# Assignment
Transcribe each record exactly. Include every one.
§
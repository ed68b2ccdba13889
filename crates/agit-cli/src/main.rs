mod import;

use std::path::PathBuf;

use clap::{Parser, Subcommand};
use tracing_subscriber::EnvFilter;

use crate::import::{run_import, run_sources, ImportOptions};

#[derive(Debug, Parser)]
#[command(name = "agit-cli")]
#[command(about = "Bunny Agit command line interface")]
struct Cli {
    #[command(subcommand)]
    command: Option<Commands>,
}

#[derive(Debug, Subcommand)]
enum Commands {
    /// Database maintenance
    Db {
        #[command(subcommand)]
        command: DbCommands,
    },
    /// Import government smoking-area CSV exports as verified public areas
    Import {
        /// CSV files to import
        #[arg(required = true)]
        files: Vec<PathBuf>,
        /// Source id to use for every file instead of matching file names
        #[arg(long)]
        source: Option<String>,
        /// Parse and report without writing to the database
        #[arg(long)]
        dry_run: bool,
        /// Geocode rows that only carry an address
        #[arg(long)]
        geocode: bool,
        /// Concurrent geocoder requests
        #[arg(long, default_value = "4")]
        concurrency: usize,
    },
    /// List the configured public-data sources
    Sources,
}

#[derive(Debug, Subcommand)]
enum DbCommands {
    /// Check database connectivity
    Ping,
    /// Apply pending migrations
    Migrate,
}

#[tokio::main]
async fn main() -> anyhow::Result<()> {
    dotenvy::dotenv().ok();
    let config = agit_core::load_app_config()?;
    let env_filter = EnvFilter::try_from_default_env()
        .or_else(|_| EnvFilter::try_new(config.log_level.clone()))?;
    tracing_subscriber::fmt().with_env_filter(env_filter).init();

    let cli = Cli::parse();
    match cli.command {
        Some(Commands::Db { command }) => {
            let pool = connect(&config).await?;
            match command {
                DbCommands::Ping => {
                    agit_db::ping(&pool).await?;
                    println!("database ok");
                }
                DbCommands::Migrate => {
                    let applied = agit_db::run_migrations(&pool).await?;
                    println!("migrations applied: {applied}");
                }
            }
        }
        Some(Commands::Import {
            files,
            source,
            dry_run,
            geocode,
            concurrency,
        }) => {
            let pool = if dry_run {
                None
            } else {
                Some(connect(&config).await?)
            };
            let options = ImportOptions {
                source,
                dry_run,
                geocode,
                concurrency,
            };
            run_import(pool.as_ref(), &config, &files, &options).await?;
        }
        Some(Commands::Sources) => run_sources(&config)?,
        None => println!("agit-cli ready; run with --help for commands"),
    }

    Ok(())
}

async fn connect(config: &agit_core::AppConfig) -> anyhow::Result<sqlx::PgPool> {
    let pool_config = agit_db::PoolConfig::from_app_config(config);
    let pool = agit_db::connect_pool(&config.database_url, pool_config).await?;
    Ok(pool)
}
§
# Result
repository ed68b2ccdba13889
filename crates/agit-cli/src/main.rs
mod import;

use std::path::PathBuf;

use clap::{Parser, Subcommand};
use tracing_subscriber::EnvFilter;

use crate::import::{run_import, run_sources, ImportOptions};

#[derive(Debug, Parser)]
#[command(name = "agit-cli")]
#[command(about = "Bunny Agit command line interface")]
struct Cli {
    #[command(subcommand)]
    command: Option<Commands>,
}

#[derive(Debug, Subcommand)]
enum Commands {
    /// Database maintenance
    Db {
        #[command(subcommand)]
        command: DbCommands,
    },
    /// Import government smoking-area CSV exports as verified public areas
    Import {
        /// CSV files to import
        #[arg(required = true)]
        files: Vec<PathBuf>,
        /// Source id to use for every file instead of matching file names
        #[arg(long)]
        source: Option<String>,
        /// Parse and report without writing to the database
        #[arg(long)]
        dry_run: bool,
        /// Geocode rows that only carry an address
        #[arg(long)]
        geocode: bool,
        /// Concurrent geocoder requests
        #[arg(long, default_value = "4")]
        concurrency: usize,
    },
    /// List the configured public-data sources
    Sources,
}

#[derive(Debug, Subcommand)]
enum DbCommands {
    /// Check database connectivity
    Ping,
    /// Apply pending migrations
    Migrate,
}

#[tokio::main]
async fn main() -> anyhow::Result<()> {
    dotenvy::dotenv().ok();
    let config = agit_core::load_app_config()?;
    let env_filter = EnvFilter::try_from_default_env()
        .or_else(|_| EnvFilter::try_new(config.log_level.clone()))?;
    tracing_subscriber::fmt().with_env_filter(env_filter).init();

    let cli = Cli::parse();
    match cli.command {
        Some(Commands::Db { command }) => {
            let pool = connect(&config).await?;
            match command {
                DbCommands::Ping => {
                    agit_db::ping(&pool).await?;
                    println!("database ok");
                }
                DbCommands::Migrate => {
                    let applied = agit_db::run_migrations(&pool).await?;
                    println!("migrations applied: {applied}");
                }
            }
        }
        Some(Commands::Import {
            files,
            source,
            dry_run,
            geocode,
            concurrency,
        }) => {
            let pool = if dry_run {
                None
            } else {
                Some(connect(&config).await?)
            };
            let options = ImportOptions {
                source,
                dry_run,
                geocode,
                concurrency,
            };
            run_import(pool.as_ref(), &config, &files, &options).await?;
        }
        Some(Commands::Sources) => run_sources(&config)?,
        None => println!("agit-cli ready; run with --help for commands"),
    }

    Ok(())
}

async fn connect(config: &agit_core::AppConfig) -> anyhow::Result<sqlx::PgPool> {
    let pool_config = agit_db::PoolConfig::from_app_config(config);
    let pool = agit_db::connect_pool(&config.database_url, pool_config).await?;
    Ok(pool)
}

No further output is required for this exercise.